As far as the little voltage potentiometer included on the units, they will wear out if one changes the voltage a lot.  They were not intended to be adjusted often.  The one which came on my Meanwell was much easier to dial in a voltage, whereas the one on my Cheapowatt, which is the same as your Megawatt, became more difficult to dial in, and downward pressure on the screwhead started causing large voltage swings, making adjustment quite difficult.

The ten turn potentiometer is not so simple to wire up, and was much more difficult to do so on my Meanwell compared to the Cheapowatt .

But it is so nice to spin a dial to change voltage 0.01 volts so easily.

Locust Zapping precision.
 
Mine only heated up once and that was from under wiring. Luckily I checked it minutes after I started it to charging up the bank after the trip. Rewiring it changed everything instantly. It ran slightly warm for the rest of the charge up from 12.5v resting to 14.4v and that took quite a while with a 675 Ah bank. If a set of hungry Lifelines don't heat it up....

Speaking of which, someday bypass the RC meter and see if the Meanwell runs cooler. I was in RC for a long time and nothing I remember dealt with that kind of power. I'm talking ten foot scale birds with huge servos. Even charging in the electrics wouldn't pull that many amps for long so I have a hard time believing the RC meters can handle the load like the 50a analog.

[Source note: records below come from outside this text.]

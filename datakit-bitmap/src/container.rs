pub(crate) mod array;
pub(crate) mod dense;
pub(crate) mod runs;

pub(crate) use array::ArrayContainer;
pub(crate) use dense::DenseContainer;
pub(crate) use runs::RunContainer;

/// The concrete form a bitmap currently uses.
#[derive(Debug, Clone, Copy, PartialEq, Eq, Hash, derive_more::Display)]
#[cfg_attr(feature = "serde", derive(serde::Serialize, serde::Deserialize))]
#[repr(u8)]
pub enum ContainerKind {
    /// Sorted sparse array of 16-bit values.
    #[display(fmt = "array")]
    Array = 0,
    /// Dense 8192-byte bit array.
    #[display(fmt = "bitmap")]
    Bitmap = 1,
    /// Run-length list of contiguous ranges.
    #[display(fmt = "runs")]
    Runs = 2,
}

impl ContainerKind {
    /// The serialization tag for this kind.
    pub const fn tag(self) -> u8 {
        self as u8
    }
}

impl TryFrom<u8> for ContainerKind {
    type Error = crate::Error;

    fn try_from(tag: u8) -> Result<Self, Self::Error> {
        match tag {
            0 => Ok(ContainerKind::Array),
            1 => Ok(ContainerKind::Bitmap),
            2 => Ok(ContainerKind::Runs),
            other => Err(crate::Error::UnknownContainer(other)),
        }
    }
}

/// Tagged union over the three container forms.
#[derive(Debug, Clone)]
pub(crate) enum Container {
    Array(ArrayContainer),
    Dense(DenseContainer),
    Runs(RunContainer),
}

impl Container {
    pub(crate) fn kind(&self) -> ContainerKind {
        match self {
            Container::Array(_) => ContainerKind::Array,
            Container::Dense(_) => ContainerKind::Bitmap,
            Container::Runs(_) => ContainerKind::Runs,
        }
    }

    pub(crate) fn cardinality(&self) -> u32 {
        match self {
            Container::Array(c) => c.cardinality(),
            Container::Dense(c) => c.cardinality(),
            Container::Runs(c) => c.cardinality(),
        }
    }

    pub(crate) fn contains(&self, value: u16) -> bool {
        match self {
            Container::Array(c) => c.contains(value),
            Container::Dense(c) => c.contains(value),
            Container::Runs(c) => c.contains(value),
        }
    }

    pub(crate) fn insert(&mut self, value: u16) -> bool {
        match self {
            Container::Array(c) => c.insert(value),
            Container::Dense(c) => c.insert(value),
            Container::Runs(c) => c.insert(value),
        }
    }

    pub(crate) fn remove(&mut self, value: u16) -> bool {
        match self {
            Container::Array(c) => c.remove(value),
            Container::Dense(c) => c.remove(value),
            Container::Runs(c) => c.remove(value),
        }
    }

    /// Insert every value in `start..end`. Returns how many were new.
    pub(crate) fn insert_range(&mut self, start: u32, end: u32) -> u32 {
        match self {
            Container::Array(c) => c.insert_range(start, end),
            Container::Dense(c) => c.insert_range(start, end),
            Container::Runs(c) => c.insert_range(start, end),
        }
    }

    /// Remove every value in `start..end`. Returns how many were present.
    pub(crate) fn remove_range(&mut self, start: u32, end: u32) -> u32 {
        match self {
            Container::Array(c) => c.remove_range(start, end),
            Container::Dense(c) => c.remove_range(start, end),
            Container::Runs(c) => c.remove_range(start, end),
        }
    }

    pub(crate) fn min(&self) -> Option<u16> {
        match self {
            Container::Array(c) => c.min(),
            Container::Dense(c) => c.min(),
            Container::Runs(c) => c.min(),
        }
    }

    pub(crate) fn max(&self) -> Option<u16> {
        match self {
            Container::Array(c) => c.max(),
            Container::Dense(c) => c.max(),
            Container::Runs(c) => c.max(),
        }
    }

    /// Heap bytes backing the member storage.
    pub(crate) fn bytes(&self) -> usize {
        match self {
            Container::Array(c) => c.bytes(),
            Container::Dense(_) => crate::DENSE_BYTES,
            Container::Runs(c) => c.bytes(),
        }
    }
}

impl Default for Container {
    fn default() -> Self {
        Container::Array(ArrayContainer::new())
    }
}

I'll have two of the terminals on each side wired with 10 gauge. They will combine at the Amp meter on the positive side with 2 gauge going from the amp to the battery. On the negative side the two 10 gauges will just combine to a 2 gauge to the battery. I'll throw a switch and fuse in there too. The 2 gauge is from the old inverter and I have four 2 ft cables doing nothing, well worth it if it runs cooler. I can put a voltmeter on the third terminals.

the fan only made that noise while I adjusted the voltage with no load on it. Once I reconnected the bank it ran quiet again. Anymore issues and I'll swap it out for peace of mind.